Work through the data and say how many lines contain "wled". The number alone is the answer.

┌─ Provided records

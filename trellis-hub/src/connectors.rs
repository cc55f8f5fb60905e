//! Catalogue des paquets connecteurs.
//!
//! Un paquet vit sous `{connectors_dir}/{connector_type}/` avec un manifest
//! `connector.json` optionnel. Sans manifest (ou sans recette déclarée), une
//! recette minimale est synthétisée : plusieurs instances d'un même type
//! partagent ainsi une seule image.

use serde::{Deserialize, Serialize};
use std::path::{Path, PathBuf};
use tokio::fs;
use tracing::debug;

use crate::error::HubError;

/// Manifest d'un paquet connecteur, `{type}/connector.json`.
#[derive(Debug, Clone, Serialize, Deserialize)]
pub struct ConnectorManifest {
    pub name: String,
    #[serde(default)]
    pub description: Option<String>,
    /// Image préconstruite : court-circuite tout build.
    #[serde(default)]
    pub image: Option<String>,
    /// Dockerfile déclaré, relatif au dossier du paquet.
    #[serde(default)]
    pub dockerfile: Option<PathBuf>,
    /// Le connecteur a besoin de découverte broadcast/multicast :
    /// l'unité est lancée en réseau hôte partagé.
    #[serde(default)]
    pub host_network: bool,
}

impl ConnectorManifest {
    fn synthesized(connector_type: &str) -> Self {
        Self {
            name: connector_type.to_string(),
            description: None,
            image: None,
            dockerfile: None,
            host_network: false,
        }
    }
}

/// Recette résolue : un tag d'image, et un build à faire si l'image manque.
#[derive(Debug, Clone)]
pub struct BuildRecipe {
    pub image_tag: String,
    pub host_network: bool,
    /// (dockerfile, contexte) si l'image doit être construite localement.
    pub build: Option<(PathBuf, PathBuf)>,
}

/// Tag d'image d'un type de connecteur. Fonction pure : une image par type.
pub fn image_tag(connector_type: &str) -> String {
    format!("trellis-connector-{connector_type}:latest")
}

/// Dockerfile minimal synthétisé quand le paquet n'en déclare pas.
pub fn synthesized_dockerfile() -> String {
    [
        "FROM alpine:3.20",
        "RUN adduser -D -H trellis",
        "COPY . /opt/connector",
        "USER trellis",
        "ENTRYPOINT [\"/opt/connector/run\"]",
    ]
    .join("\n")
}

pub struct ConnectorCatalog {
    connectors_dir: PathBuf,
}

impl ConnectorCatalog {
    pub fn new<P: AsRef<Path>>(connectors_dir: P) -> Self {
        Self { connectors_dir: connectors_dir.as_ref().to_path_buf() }
    }

    pub fn package_dir(&self, connector_type: &str) -> PathBuf {
        self.connectors_dir.join(connector_type)
    }

    pub async fn manifest(&self, connector_type: &str) -> Result<ConnectorManifest, HubError> {
        let path = self.package_dir(connector_type).join("connector.json");
        if !path.exists() {
            debug!("pas de manifest pour '{connector_type}', recette synthétisée");
            return Ok(ConnectorManifest::synthesized(connector_type));
        }
        let content = fs::read_to_string(&path).await?;
        Ok(serde_json::from_str(&content)?)
    }

    /// Résout la recette de build d'un type de connecteur.
    pub async fn resolve_recipe(&self, connector_type: &str) -> Result<BuildRecipe, HubError> {
        let manifest = self.manifest(connector_type).await?;
        let package_dir = self.package_dir(connector_type);

        if let Some(image) = manifest.image {
            return Ok(BuildRecipe {
                image_tag: image,
                host_network: manifest.host_network,
                build: None,
            });
        }

        let dockerfile = match manifest.dockerfile {
            Some(rel) => package_dir.join(rel),
            None => {
                let declared = package_dir.join("Dockerfile");
                if declared.exists() {
                    declared
                } else {
                    // Synthèse : écrite dans le paquet pour rester inspectable.
                    let generated = package_dir.join("Dockerfile.generated");
                    fs::create_dir_all(&package_dir).await?;
                    fs::write(&generated, synthesized_dockerfile()).await?;
                    generated
                }
            }
        };

        Ok(BuildRecipe {
            image_tag: image_tag(connector_type),
            host_network: manifest.host_network,
            build: Some((dockerfile, package_dir)),
        })
    }
}

#[cfg(test)]
mod tests {
    use super::*;

    #[test]
    fn test_image_tag_is_pure() {
        assert_eq!(image_tag("yeelight"), "trellis-connector-yeelight:latest");
        assert_eq!(image_tag("yeelight"), image_tag("yeelight"));
    }

    #[tokio::test]
    async fn test_missing_manifest_synthesizes() {
        let dir = tempfile::tempdir().unwrap();
        let catalog = ConnectorCatalog::new(dir.path());
        let recipe = catalog.resolve_recipe("yeelight").await.unwrap();
        assert_eq!(recipe.image_tag, "trellis-connector-yeelight:latest");
        assert!(!recipe.host_network);
        let (dockerfile, _) = recipe.build.unwrap();
        assert!(dockerfile.ends_with("Dockerfile.generated"));
        assert!(dockerfile.exists());
    }

    #[tokio::test]
    async fn test_declared_image_skips_build() {
        let dir = tempfile::tempdir().unwrap();
        let pkg = dir.path().join("wled");
        std::fs::create_dir_all(&pkg).unwrap();
        std::fs::write(
            pkg.join("connector.json"),
            r#"{"name": "wled", "image": "ghcr.io/acme/wled:1.2", "host_network": true}"#,
        )
        .unwrap();

        let catalog = ConnectorCatalog::new(dir.path());
        let recipe = catalog.resolve_recipe("wled").await.unwrap();
        assert_eq!(recipe.image_tag, "ghcr.io/acme/wled:1.2");
        assert!(recipe.host_network);
        assert!(recipe.build.is_none());
    }
}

└─

Result ▸ 4